Many thanks to all for the very helpful ideas. I should have noted in my request that my car is OTS, LHD. So my battery is on the R (passenger) side firewall. But there may be some movable flooring under the servo/slave which I will check. Any other thoughts or ideas are welcome.

Hello highleymd,
As far as the Slave/Servo system and battery locations are concerned, they’re all the same, LHD/RHD, OTS/2+2.

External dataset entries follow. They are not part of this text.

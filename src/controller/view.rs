use crate::conversation::Message;

/// Rendering surface driven by the controller.
///
/// Calls arrive on the task that owns the controller, in the order the
/// controller issues them.
pub trait View {
    fn render_conversation_list(&mut self, titles: &[String]);
    fn render_transcript(&mut self, messages: &[Message]);
    fn clear_transcript(&mut self);
    /// Blocking, user-visible error.
    fn notify_error(&mut self, description: &str);
}
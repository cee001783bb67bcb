use async_trait::async_trait;

use crate::error::LLMError;

use super::message::ChatMessage;

/// A remote service that produces the next assistant message for a history.
///
/// Implementations receive the complete, ordered history (system message
/// first) and return only the text of the reply.
#[async_trait]
pub trait CompletionProvider: Send + Sync {
    async fn complete(&self, model: &str, messages: &[ChatMessage]) -> Result<String, LLMError>;
}
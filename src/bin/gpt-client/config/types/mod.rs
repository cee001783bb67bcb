mod app;
mod logging;
mod provider;
mod storage;
mod ui;

const DEFAULT_LOG_ROTATE_SIZE: u64 = 10 * 1024 * 1024;
const DEFAULT_LOG_ROTATE_KEEP: usize = 5;
const DEFAULT_API_KEY_ENV: &str = "API_KEY";
const DEFAULT_SIDEBAR_WIDTH: u16 = 28;

pub use app::AppConfig;
pub use logging::LoggingConfig;
pub use provider::ProviderConfig;
pub use storage::StorageConfig;
pub use ui::UiConfig;
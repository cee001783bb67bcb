#[path = "gpt-client/app/mod.rs"]
mod app;
#[path = "gpt-client/args.rs"]
mod args;
#[path = "gpt-client/config/mod.rs"]
mod config;
#[path = "gpt-client/input/mod.rs"]
mod input;
#[path = "gpt-client/logging.rs"]
mod logging;
#[path = "gpt-client/runtime/mod.rs"]
mod runtime;
#[path = "gpt-client/ui/mod.rs"]
mod ui;

#[tokio::main]
async fn main() -> anyhow::Result<()> {
    app::run().await
}
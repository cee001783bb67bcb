//! Coordinates the conversation store, the conversation file, the completion
//! provider and a [`View`].

mod intent;
mod state;
mod turn;
mod view;

pub use intent::Intent;
pub use state::{ConversationController, Selection};
pub use turn::TurnRequest;
pub use view::View;
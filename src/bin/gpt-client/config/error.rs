use std::io;

#[derive(Debug, thiserror::Error)]
pub enum ConfigError {
    #[error("config IO error: {0}")]
    Io(#[from] io::Error),
    #[error("config parse error: {0}")]
    Toml(#[from] toml::de::Error),
    #[error("missing home directory for config paths")]
    MissingHome,
}
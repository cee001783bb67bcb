use serde::{Deserialize, Serialize};

#[derive(Debug, Clone, Default, Deserialize, Serialize)]
#[serde(default)]
pub struct StorageConfig {
    pub conversations_file: Option<String>,
}
mod convert;
mod error;
mod message;
mod state;
mod store;

pub use convert::to_chat_messages;
pub use error::StoreError;
pub use message::{Message, Role};
pub use state::{Conversation, SYSTEM_PROMPT};
pub use store::ConversationStore;
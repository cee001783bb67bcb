use crossterm::event::{KeyCode, KeyEvent, KeyEventKind, KeyModifiers};

use crate::runtime::{AppStatus, Focus, InputEvent, OverlayState, PickerState};

use super::AppController;

const PAGE_LINES: u16 = 10;

pub(super) fn handle_input(controller: &mut AppController, input: InputEvent) -> bool {
    match input {
        InputEvent::Key(key) => handle_key(controller, key),
        InputEvent::Paste(text) => handle_paste(controller, &text),
        InputEvent::Resize(w, h) => {
            controller.state.terminal_size = (w, h);
            true
        }
    }
}

fn handle_key(controller: &mut AppController, key: KeyEvent) -> bool {
    if key.kind == KeyEventKind::Release {
        return false;
    }
    if is_ctrl(&key, 'c') {
        request_quit(controller);
        return true;
    }
    if controller.conversations.view().popup().is_some() {
        return handle_popup_key(controller, key);
    }
    if matches!(controller.state.overlay, OverlayState::ModelPicker(_)) {
        return handle_picker_key(controller, key);
    }
    if let Some(handled) = handle_global_key(controller, key) {
        return handled;
    }
    match controller.state.focus {
        Focus::Sidebar => handle_sidebar_key(controller, key),
        Focus::Input => handle_input_key(controller, key),
    }
}

fn request_quit(controller: &mut AppController) {
    if controller.conversations.is_busy() {
        controller.state.quit_after_turn = true;
        controller.cancel_turn();
    } else {
        controller.state.should_quit = true;
    }
}

fn handle_popup_key(controller: &mut AppController, key: KeyEvent) -> bool {
    match key.code {
        KeyCode::Esc | KeyCode::Enter | KeyCode::Char(' ') => {
            controller.conversations.view_mut().dismiss_popup()
        }
        _ => false,
    }
}

fn handle_picker_key(controller: &mut AppController, key: KeyEvent) -> bool {
    let OverlayState::ModelPicker(picker) = &mut controller.state.overlay else {
        return false;
    };
    match key.code {
        KeyCode::Esc => {
            controller.state.overlay = OverlayState::None;
        }
        KeyCode::Enter => {
            let chosen = picker.selected_item().map(|item| item.id.clone());
            controller.state.overlay = OverlayState::None;
            if let Some(model) = chosen {
                controller.conversations.model_selected(model.as_str());
                controller.set_status(AppStatus::Notice(format!("model: {model}")));
            }
        }
        KeyCode::Up => picker.prev(),
        KeyCode::Down | KeyCode::Tab => picker.next(),
        KeyCode::Backspace => picker.pop_query(),
        KeyCode::Char(ch) if !key.modifiers.contains(KeyModifiers::CONTROL) => {
            picker.push_query(ch)
        }
        _ => return false,
    }
    true
}

/// Keys that work regardless of focus. `None` means not handled here.
fn handle_global_key(controller: &mut AppController, key: KeyEvent) -> Option<bool> {
    if is_ctrl(&key, 'n') {
        if let Err(err) = controller.conversations.new_conversation() {
            controller.report(&err);
        } else {
            controller.set_status(AppStatus::Idle);
        }
        controller.sync_sidebar();
        controller.state.focus = Focus::Input;
        controller.state.scroll.reset();
        return Some(true);
    }
    if is_ctrl(&key, 'p') {
        let picker = PickerState::models(&controller.state.models, controller.conversations.model());
        controller.state.overlay = OverlayState::ModelPicker(picker);
        return Some(true);
    }
    match key.code {
        KeyCode::Esc => {
            if controller.cancel_turn() {
                return Some(true);
            }
            controller.state.focus = Focus::Input;
            Some(true)
        }
        KeyCode::Tab | KeyCode::BackTab => {
            controller.state.focus = match controller.state.focus {
                Focus::Input => Focus::Sidebar,
                Focus::Sidebar => Focus::Input,
            };
            controller.sync_sidebar();
            Some(true)
        }
        KeyCode::PageUp => {
            controller.state.scroll.scroll_up(PAGE_LINES);
            Some(true)
        }
        KeyCode::PageDown => {
            controller.state.scroll.scroll_down(PAGE_LINES);
            Some(true)
        }
        _ => None,
    }
}

fn handle_sidebar_key(controller: &mut AppController, key: KeyEvent) -> bool {
    let len = controller.conversations.store().len();
    match key.code {
        KeyCode::Up | KeyCode::Char('k') => {
            controller.state.sidebar_cursor = controller.state.sidebar_cursor.saturating_sub(1);
            true
        }
        KeyCode::Down | KeyCode::Char('j') => {
            if controller.state.sidebar_cursor + 1 < len {
                controller.state.sidebar_cursor += 1;
            }
            true
        }
        KeyCode::Enter => {
            if len == 0 {
                return false;
            }
            let index = controller.state.sidebar_cursor;
            match controller.conversations.pick_conversation(index) {
                Ok(()) => {
                    controller.state.focus = Focus::Input;
                    controller.state.scroll.reset();
                    controller.set_status(AppStatus::Idle);
                }
                Err(err) => controller.report(&err),
            }
            true
        }
        _ => false,
    }
}

fn handle_input_key(controller: &mut AppController, key: KeyEvent) -> bool {
    match key.code {
        KeyCode::Enter => {
            controller.submit_input();
            return true;
        }
        KeyCode::Up => {
            controller.state.scroll.scroll_up(1);
            return true;
        }
        KeyCode::Down => {
            controller.state.scroll.scroll_down(1);
            return true;
        }
        _ => {}
    }
    if controller.conversations.is_busy() {
        return false;
    }
    let input = &mut controller.state.input;
    match key.code {
        KeyCode::Char(ch) if !key.modifiers.contains(KeyModifiers::CONTROL) => input.insert_char(ch),
        KeyCode::Backspace => input.backspace(),
        KeyCode::Delete => input.delete(),
        KeyCode::Left => input.move_left(),
        KeyCode::Right => input.move_right(),
        KeyCode::Home => input.move_home(),
        KeyCode::End => input.move_end(),
        _ if is_ctrl(&key, 'u') => input.clear(),
        _ => return false,
    }
    true
}

fn handle_paste(controller: &mut AppController, text: &str) -> bool {
    if controller.state.focus != Focus::Input || controller.conversations.is_busy() {
        return false;
    }
    controller.state.input.insert_str(text);
    true
}

fn is_ctrl(key: &KeyEvent, ch: char) -> bool {
    key.modifiers.contains(KeyModifiers::CONTROL) && key.code == KeyCode::Char(ch)
}
mod commands;
mod credentials;
mod one_shot;
mod session;
mod tui;

use anyhow::Context;
use clap::Parser;

use gpt_client::ConversationFile;

use crate::args::CliArgs;
use crate::config::load_config;
use crate::logging::init_logging;

pub async fn run() -> anyhow::Result<()> {
    let args = CliArgs::parse();
    let dotenv = dotenvy::dotenv();
    let loaded = load_config(args.config.clone())?;
    let _logger = init_logging(&loaded.config.logging, &loaded.paths)?;
    log::info!(
        "starting gpt-client {} (config {}, exists: {})",
        env!("CARGO_PKG_VERSION"),
        loaded.paths.config_file.display(),
        loaded.config_exists
    );
    match dotenv {
        Ok(path) => log::debug!("loaded environment from {}", path.display()),
        Err(err) if err.not_found() => {}
        Err(err) => log::warn!("ignoring .env: {err}"),
    }

    let file = ConversationFile::new(
        loaded
            .paths
            .conversations_file(&loaded.config.storage, args.file.as_deref()),
    );

    if args.list_models {
        commands::list_models(&loaded.config);
        return Ok(());
    }
    if args.list_conversations {
        commands::list_conversations(&file)?;
        return Ok(());
    }

    let session = session::Session::resolve(&args, &loaded.config)?;
    let conversations = file
        .load()
        .with_context(|| format!("cannot start with {}", file.path().display()))?;

    if args.has_non_interactive_prompt() {
        return one_shot::run_one_shot(&args, session, file, conversations).await;
    }
    tui::run_tui(loaded.config, session, file, conversations).await
}
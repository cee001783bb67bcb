use ratatui::layout::{Constraint, Direction, Layout, Rect};
use ratatui::text::Text;
use ratatui::widgets::{Block, Borders, Paragraph};
use ratatui::Frame;

use crate::runtime::{AppState, AppStatus, Focus, TuiView};

use super::input::{render_input, InputProps};
use super::overlay::{render_overlay, render_popup};
use super::sidebar::{render_sidebar, SidebarProps};
use super::status::{build_status_line, render_status};
use super::theme::Theme;
use super::transcript::{render_transcript, TranscriptProps};

const MIN_WIDTH: u16 = 40;
const MIN_HEIGHT: u16 = 10;
const INPUT_HEIGHT: u16 = 3;
const STATUS_HEIGHT: u16 = 1;
const MIN_TRANSCRIPT_WIDTH: u16 = 30;
const OVERLAY_WIDTH_PCT: u16 = 60;
const OVERLAY_HEIGHT_PCT: u16 = 60;
const POPUP_WIDTH_PCT: u16 = 60;
const POPUP_HEIGHT_PCT: u16 = 30;

pub fn render_app(
    frame: &mut Frame<'_>,
    state: &AppState,
    view: &TuiView,
    active: Option<usize>,
    model: &str,
) {
    let theme = Theme::from_name(&state.ui.theme);
    let size = frame.area();
    if size.width < MIN_WIDTH || size.height < MIN_HEIGHT {
        render_too_small(frame, size, &theme);
        return;
    }

    let (sidebar, main) = split_columns(size, state.ui.sidebar_width);
    render_sidebar(
        frame,
        SidebarProps {
            area: sidebar,
            titles: view.titles(),
            active,
            cursor: state.sidebar_cursor,
            focused: state.focus == Focus::Sidebar,
            theme: &theme,
        },
    );

    let rows = split_rows(main);
    let title = active
        .and_then(|index| view.titles().get(index))
        .map(String::as_str)
        .unwrap_or("No conversation");
    render_transcript(
        frame,
        TranscriptProps {
            area: rows.transcript,
            messages: view.transcript(),
            title,
            theme: &theme,
            scroll: state.scroll,
            show_system: state.ui.show_system,
            waiting: matches!(state.status, AppStatus::Waiting),
        },
    );
    render_status(
        frame,
        rows.status,
        build_status_line(state, model, &theme),
        &theme,
    );
    let busy = matches!(state.status, AppStatus::Waiting);
    render_input(
        frame,
        InputProps {
            area: rows.input,
            buffer: &state.input,
            theme: &theme,
            placeholder: if busy { "Waiting for reply..." } else { "Type a message..." },
            focused: state.focus == Focus::Input,
            disabled: busy,
        },
    );

    render_overlay(
        frame,
        centered_rect(OVERLAY_WIDTH_PCT, OVERLAY_HEIGHT_PCT, size),
        &state.overlay,
        &theme,
    );
    if let Some(message) = view.popup() {
        render_popup(
            frame,
            centered_rect(POPUP_WIDTH_PCT, POPUP_HEIGHT_PCT, size),
            message,
            &theme,
        );
    }
}

struct MainAreas {
    transcript: Rect,
    status: Rect,
    input: Rect,
}

fn split_columns(area: Rect, sidebar_width: u16) -> (Rect, Rect) {
    let width = sidebar_width.min(area.width.saturating_sub(MIN_TRANSCRIPT_WIDTH));
    let cols = Layout::default()
        .direction(Direction::Horizontal)
        .constraints([Constraint::Length(width), Constraint::Min(MIN_TRANSCRIPT_WIDTH)])
        .split(area);
    (cols[0], cols[1])
}

fn split_rows(area: Rect) -> MainAreas {
    let main_h = area.height.saturating_sub(INPUT_HEIGHT + STATUS_HEIGHT);
    let rows = Layout::default()
        .direction(Direction::Vertical)
        .constraints([
            Constraint::Length(main_h),
            Constraint::Length(STATUS_HEIGHT),
            Constraint::Length(INPUT_HEIGHT),
        ])
        .split(area);
    MainAreas {
        transcript: rows[0],
        status: rows[1],
        input: rows[2],
    }
}

fn render_too_small(frame: &mut Frame<'_>, area: Rect, theme: &Theme) {
    let message = format!(
        "Terminal too small (min {}x{}). Resize to continue.",
        MIN_WIDTH, MIN_HEIGHT
    );
    let paragraph = Paragraph::new(Text::from(message))
        .block(Block::default().borders(Borders::ALL).title("gpt-client"))
        .style(theme.error);
    frame.render_widget(paragraph, area);
}

fn centered_rect(percent_x: u16, percent_y: u16, area: Rect) -> Rect {
    const FULL_PERCENT: u16 = 100;
    let popup_layout = Layout::default()
        .direction(Direction::Vertical)
        .constraints([
            Constraint::Percentage((FULL_PERCENT - percent_y) / 2),
            Constraint::Percentage(percent_y),
            Constraint::Percentage((FULL_PERCENT - percent_y) / 2),
        ])
        .split(area);
    Layout::default()
        .direction(Direction::Horizontal)
        .constraints([
            Constraint::Percentage((FULL_PERCENT - percent_x) / 2),
            Constraint::Percentage(percent_x),
            Constraint::Percentage((FULL_PERCENT - percent_x) / 2),
        ])
        .split(popup_layout[1])[1]
}
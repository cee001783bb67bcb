use std::path::{Path, PathBuf};

use gpt_client::persistence::DEFAULT_FILE_NAME;

use super::error::ConfigError;
use super::types::StorageConfig;

const APP_DIR: &str = "gpt-client";

#[derive(Debug, Clone)]
pub struct ConfigPaths {
    pub config_file: PathBuf,
    pub data_dir: PathBuf,
    pub logs_dir: PathBuf,
}

impl ConfigPaths {
    pub fn resolve(config_override: Option<PathBuf>) -> Result<Self, ConfigError> {
        let data_dir = default_data_dir()?;
        let logs_dir = data_dir.join("logs");
        let config_file = match config_override {
            Some(path) => path,
            None => default_config_dir()?.join("config.toml"),
        };
        Ok(Self::from_dirs(data_dir, logs_dir, config_file))
    }

    fn from_dirs(data_dir: PathBuf, logs_dir: PathBuf, config_file: PathBuf) -> Self {
        Self {
            config_file,
            data_dir,
            logs_dir,
        }
    }

    /// Conversations file: `--file`, then `storage.conversations_file`, then
    /// the data directory default.
    pub fn conversations_file(&self, storage: &StorageConfig, cli: Option<&Path>) -> PathBuf {
        if let Some(path) = cli {
            return path.to_path_buf();
        }
        storage
            .conversations_file
            .as_deref()
            .map(expand_home)
            .unwrap_or_else(|| self.data_dir.join(DEFAULT_FILE_NAME))
    }
}

fn expand_home(raw: &str) -> PathBuf {
    match (raw.strip_prefix("~/"), dirs::home_dir()) {
        (Some(rest), Some(home)) => home.join(rest),
        _ => PathBuf::from(raw),
    }
}

fn default_config_dir() -> Result<PathBuf, ConfigError> {
    let home = dirs::home_dir().ok_or(ConfigError::MissingHome)?;
    Ok(home.join(".config").join(APP_DIR))
}

fn default_data_dir() -> Result<PathBuf, ConfigError> {
    let home = dirs::home_dir().ok_or(ConfigError::MissingHome)?;
    Ok(home.join(".local").join("share").join(APP_DIR))
}

#[cfg(test)]
mod tests {
    use super::*;

    fn paths() -> ConfigPaths {
        ConfigPaths::from_dirs(
            PathBuf::from("/data"),
            PathBuf::from("/data/logs"),
            PathBuf::from("/cfg/config.toml"),
        )
    }

    #[test]
    fn conversations_file_defaults_to_data_dir() {
        let file = paths().conversations_file(&StorageConfig::default(), None);
        assert_eq!(file, PathBuf::from("/data/conversations.json"));
    }

    #[test]
    fn cli_file_wins_over_config() {
        let storage = StorageConfig {
            conversations_file: Some("/elsewhere/chats.json".to_string()),
        };
        let from_config = paths().conversations_file(&storage, None);
        assert_eq!(from_config, PathBuf::from("/elsewhere/chats.json"));
        let from_cli = paths().conversations_file(&storage, Some(Path::new("./mine.json")));
        assert_eq!(from_cli, PathBuf::from("./mine.json"));
    }

    #[test]
    fn config_override_is_used_as_is() {
        let resolved = ConfigPaths::resolve(Some(PathBuf::from("/tmp/custom/gpt.toml")));
        if let Ok(paths) = resolved {
            assert_eq!(paths.config_file, PathBuf::from("/tmp/custom/gpt.toml"));
            assert!(paths.logs_dir.ends_with("gpt-client/logs"));
        }
    }
}
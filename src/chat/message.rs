use serde::Serialize;

/// Role of a participant as sent to the completion endpoint.
#[derive(Debug, Clone, Copy, PartialEq, Eq, Serialize)]
#[serde(rename_all = "lowercase")]
pub enum ChatRole {
    /// Instructions that frame the whole conversation
    System,
    /// The user/human participant in the conversation
    User,
    /// The AI assistant participant in the conversation
    Assistant,
}

/// A single message in a chat request.
#[derive(Debug, Clone, PartialEq, Eq, Serialize)]
pub struct ChatMessage {
    /// The role of who sent this message
    pub role: ChatRole,
    /// The text content of the message
    pub content: String,
}

impl ChatMessage {
    /// Create a new builder for a system message
    pub fn system() -> ChatMessageBuilder {
        ChatMessageBuilder::new(ChatRole::System)
    }

    /// Create a new builder for a user message
    pub fn user() -> ChatMessageBuilder {
        ChatMessageBuilder::new(ChatRole::User)
    }

    /// Create a new builder for an assistant message
    pub fn assistant() -> ChatMessageBuilder {
        ChatMessageBuilder::new(ChatRole::Assistant)
    }
}

/// Builder for ChatMessage
#[derive(Debug)]
pub struct ChatMessageBuilder {
    role: ChatRole,
    content: String,
}

impl ChatMessageBuilder {
    /// Create a new ChatMessageBuilder with specified role
    pub fn new(role: ChatRole) -> Self {
        Self {
            role,
            content: String::new(),
        }
    }

    /// Set the message content
    pub fn content(mut self, content: impl Into<String>) -> Self {
        self.content = content.into();
        self
    }

    /// Build the ChatMessage
    pub fn build(self) -> ChatMessage {
        ChatMessage {
            role: self.role,
            content: self.content,
        }
    }
}
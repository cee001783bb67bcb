mod message;
mod traits;

pub use message::{ChatMessage, ChatMessageBuilder, ChatRole};
pub use traits::CompletionProvider;
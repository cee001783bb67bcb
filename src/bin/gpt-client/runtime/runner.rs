use std::time::Duration;

use crossterm::event::Event;
use tokio::sync::mpsc;

use crate::runtime::{AppEvent, InputEvent};
use crate::ui::render_app;

use super::controller::AppController;
use super::terminal::AppTerminal;

const TICK_MS: u64 = 100;

pub async fn run_app(
    controller: AppController,
    terminal: &mut AppTerminal,
    rx: mpsc::Receiver<AppEvent>,
    event_tx: mpsc::Sender<AppEvent>,
) -> anyhow::Result<()> {
    let mut runner = AppRunner::new(controller, terminal, rx, event_tx);
    runner.run().await
}

struct AppRunner<'a> {
    controller: AppController,
    terminal: &'a mut AppTerminal,
    rx: mpsc::Receiver<AppEvent>,
    tick: tokio::time::Interval,
    dirty: bool,
}

impl<'a> AppRunner<'a> {
    fn new(
        mut controller: AppController,
        terminal: &'a mut AppTerminal,
        rx: mpsc::Receiver<AppEvent>,
        event_tx: mpsc::Sender<AppEvent>,
    ) -> Self {
        controller.state.terminal_size = terminal
            .size()
            .map(|r| (r.width, r.height))
            .unwrap_or((0, 0));
        spawn_event_reader(event_tx);
        Self {
            controller,
            terminal,
            rx,
            tick: tokio::time::interval(Duration::from_millis(TICK_MS)),
            dirty: true,
        }
    }

    async fn run(&mut self) -> anyhow::Result<()> {
        while !self.controller.state.should_quit {
            if self.dirty {
                self.draw()?;
                self.dirty = false;
            }
            self.wait_for_event().await;
        }
        Ok(())
    }

    async fn wait_for_event(&mut self) {
        tokio::select! {
            Some(event) = self.rx.recv() => {
                if self.controller.handle_event(event).await {
                    self.dirty = true;
                }
            }
            _ = self.tick.tick() => {
                if self.controller.handle_event(AppEvent::Tick).await {
                    self.dirty = true;
                }
            }
        }
    }

    fn draw(&mut self) -> anyhow::Result<()> {
        let controller = &self.controller;
        self.terminal.draw(|frame| {
            render_app(
                frame,
                &controller.state,
                controller.conversations.view(),
                controller.conversations.store().selected_index(),
                controller.conversations.model(),
            )
        })?;
        Ok(())
    }
}

fn spawn_event_reader(sender: mpsc::Sender<AppEvent>) {
    std::thread::spawn(move || loop {
        let event = match crossterm::event::read() {
            Ok(ev) => ev,
            Err(_) => continue,
        };
        let mapped = match event {
            Event::Key(key) => Some(InputEvent::Key(key)),
            Event::Paste(text) => Some(InputEvent::Paste(text)),
            Event::Resize(w, h) => Some(InputEvent::Resize(w, h)),
            _ => None,
        };
        if let Some(input) = mapped {
            if sender.blocking_send(AppEvent::Input(input)).is_err() {
                break;
            }
        }
    });
}
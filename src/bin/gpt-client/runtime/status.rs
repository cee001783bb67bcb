use std::time::Instant;

#[derive(Debug, Clone, PartialEq, Eq)]
pub enum AppStatus {
    Idle,
    Waiting,
    Notice(String),
    Error(String),
}

impl AppStatus {
    pub fn is_busy(&self) -> bool {
        matches!(self, AppStatus::Waiting)
    }
}

#[derive(Debug, Clone, Default)]
pub struct StatusMetrics {
    started_at: Option<Instant>,
    last_reported_sec: Option<u64>,
}

impl StatusMetrics {
    pub fn start(&mut self) {
        if self.started_at.is_none() {
            self.started_at = Some(Instant::now());
        }
        self.last_reported_sec = None;
    }

    pub fn stop(&mut self) {
        self.started_at = None;
        self.last_reported_sec = None;
    }

    pub fn elapsed_ms(&self) -> Option<u128> {
        self.started_at.map(|at| at.elapsed().as_millis())
    }

    /// True once per elapsed second while a turn is running.
    pub fn should_redraw(&mut self) -> bool {
        let Some(started_at) = self.started_at else {
            return false;
        };
        let secs = started_at.elapsed().as_secs();
        if self.last_reported_sec == Some(secs) {
            return false;
        }
        self.last_reported_sec = Some(secs);
        true
    }
}

#[cfg(test)]
mod tests {
    use super::*;

    #[test]
    fn only_waiting_is_busy() {
        assert!(AppStatus::Waiting.is_busy());
        assert!(!AppStatus::Idle.is_busy());
        assert!(!AppStatus::Error("x".into()).is_busy());
    }

    #[test]
    fn redraw_once_per_second() {
        let mut metrics = StatusMetrics::default();
        assert!(!metrics.should_redraw());
        metrics.start();
        assert!(metrics.should_redraw());
        assert!(!metrics.should_redraw());
        metrics.stop();
        assert_eq!(metrics.elapsed_ms(), None);
    }
}
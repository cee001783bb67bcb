mod input;
mod status;
mod turn;

use gpt_client::ConversationController;

use crate::runtime::{AppEvent, AppState, TuiView, TurnManager};

pub struct AppController {
    pub state: AppState,
    pub conversations: ConversationController<TuiView>,
    pub turns: TurnManager,
}

impl AppController {
    pub fn new(
        state: AppState,
        conversations: ConversationController<TuiView>,
        turns: TurnManager,
    ) -> Self {
        let mut controller = Self {
            state,
            conversations,
            turns,
        };
        controller.conversations.refresh();
        controller.sync_sidebar();
        controller
    }

    /// Returns true when the screen needs a redraw.
    pub async fn handle_event(&mut self, event: AppEvent) -> bool {
        match event {
            AppEvent::Input(input) => input::handle_input(self, input),
            AppEvent::Turn(event) => turn::handle_turn(self, event),
            AppEvent::Tick => self.handle_tick(),
        }
    }

    fn handle_tick(&mut self) -> bool {
        self.state.tick = self.state.tick.wrapping_add(1);
        self.state.status.is_busy() && (self.state.tick % 4 == 0 || self.state.status_metrics.should_redraw())
    }

    /// Moves the sidebar cursor onto the selected conversation.
    pub fn sync_sidebar(&mut self) {
        if let Some(index) = self.conversations.store().selected_index() {
            self.state.sidebar_cursor = index;
        } else {
            let len = self.conversations.store().len();
            self.state.sidebar_cursor = self.state.sidebar_cursor.min(len.saturating_sub(1));
        }
    }
}
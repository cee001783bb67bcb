use serde::{Deserialize, Serialize};

use super::{LoggingConfig, ProviderConfig, StorageConfig, UiConfig};

const DEFAULT_MODELS: &[&str] = &[
    "gpt-4o-mini-2024-07-18",
    "gpt-4o-mini",
    "gpt-4o-2024-05-13",
    "gpt-4o",
    "gpt-4-turbo-preview",
    "gpt-4-turbo-2024-04-09",
    "gpt-4-turbo",
    "gpt-4-1106-preview",
    "gpt-4-0613",
    "gpt-4-0125-preview",
    "gpt-4",
    "gpt-3.5-turbo-16k",
    "gpt-3.5-turbo-1106",
    "gpt-3.5-turbo-0125",
    "gpt-3.5-turbo",
];

#[derive(Debug, Clone, Deserialize, Serialize)]
#[serde(default)]
pub struct AppConfig {
    pub default_model: Option<String>,
    /// Models offered by the picker, in display order.
    pub models: Vec<String>,
    pub provider: ProviderConfig,
    pub ui: UiConfig,
    pub storage: StorageConfig,
    pub logging: LoggingConfig,
}

impl Default for AppConfig {
    fn default() -> Self {
        Self {
            default_model: None,
            models: DEFAULT_MODELS.iter().map(|m| m.to_string()).collect(),
            provider: ProviderConfig::default(),
            ui: UiConfig::default(),
            storage: StorageConfig::default(),
            logging: LoggingConfig::default(),
        }
    }
}

impl AppConfig {
    /// `cli`, then `default_model`, then the first listed model.
    pub fn initial_model(&self, cli: Option<&str>) -> Option<String> {
        cli.map(str::to_string)
            .or_else(|| self.default_model.clone())
            .or_else(|| self.models.first().cloned())
    }
}
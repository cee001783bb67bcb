use std::path::PathBuf;

use flexi_logger::{Cleanup, Criterion, FileSpec, Logger, LoggerHandle, Naming};

use crate::config::{ConfigPaths, LoggingConfig};

/// Starts the file logger. The terminal belongs to the TUI, so nothing is
/// written to stderr. The returned handle must stay alive to keep flushing.
pub fn init_logging(config: &LoggingConfig, paths: &ConfigPaths) -> anyhow::Result<LoggerHandle> {
    let log_path = config
        .path
        .as_ref()
        .map(PathBuf::from)
        .unwrap_or_else(|| paths.logs_dir.join("gpt-client.log"));
    let directory = log_path
        .parent()
        .map(PathBuf::from)
        .unwrap_or_else(|| paths.logs_dir.clone());
    let basename = log_path
        .file_stem()
        .and_then(|s| s.to_str())
        .unwrap_or("gpt-client")
        .to_string();
    let handle = Logger::try_with_env_or_str(&config.level)?
        .log_to_file(FileSpec::default().directory(directory).basename(basename))
        .rotate(
            Criterion::Size(config.rotate_size),
            Naming::Numbers,
            Cleanup::KeepLogFiles(config.rotate_keep),
        )
        .start()?;
    Ok(handle)
}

There is a removable mud shield directly below the Slave/Servo system.

Regards,

Bill

Bill-
Thank you for the helpful info. Do you know for certain if the slave/servo will fit thru the space into position on the lower left firewall if this mud shield is removed?
Frank

I have never knowingly sent any computer generated emails.

Bob,
If your battery and tray are mounted at the right (passenger) firewall and the slave/servo is on the left (driver) side, how does battery removal help get the servo in? Pardon my ignorance, I have a lot to learn about E-types!
Frank

They are not. I have a left hand drive Series 2 FHC, which means the battery, battery tray, servo, master cylinder, and clutch master are on the left hand side of the car. I removed the rock shield on the left hand side to make installing the servo a bit easier. I was also installing new brake lines and I needed to get to the rear brake line that transitions to a “T” for the brake switch and then onward to the master/servo.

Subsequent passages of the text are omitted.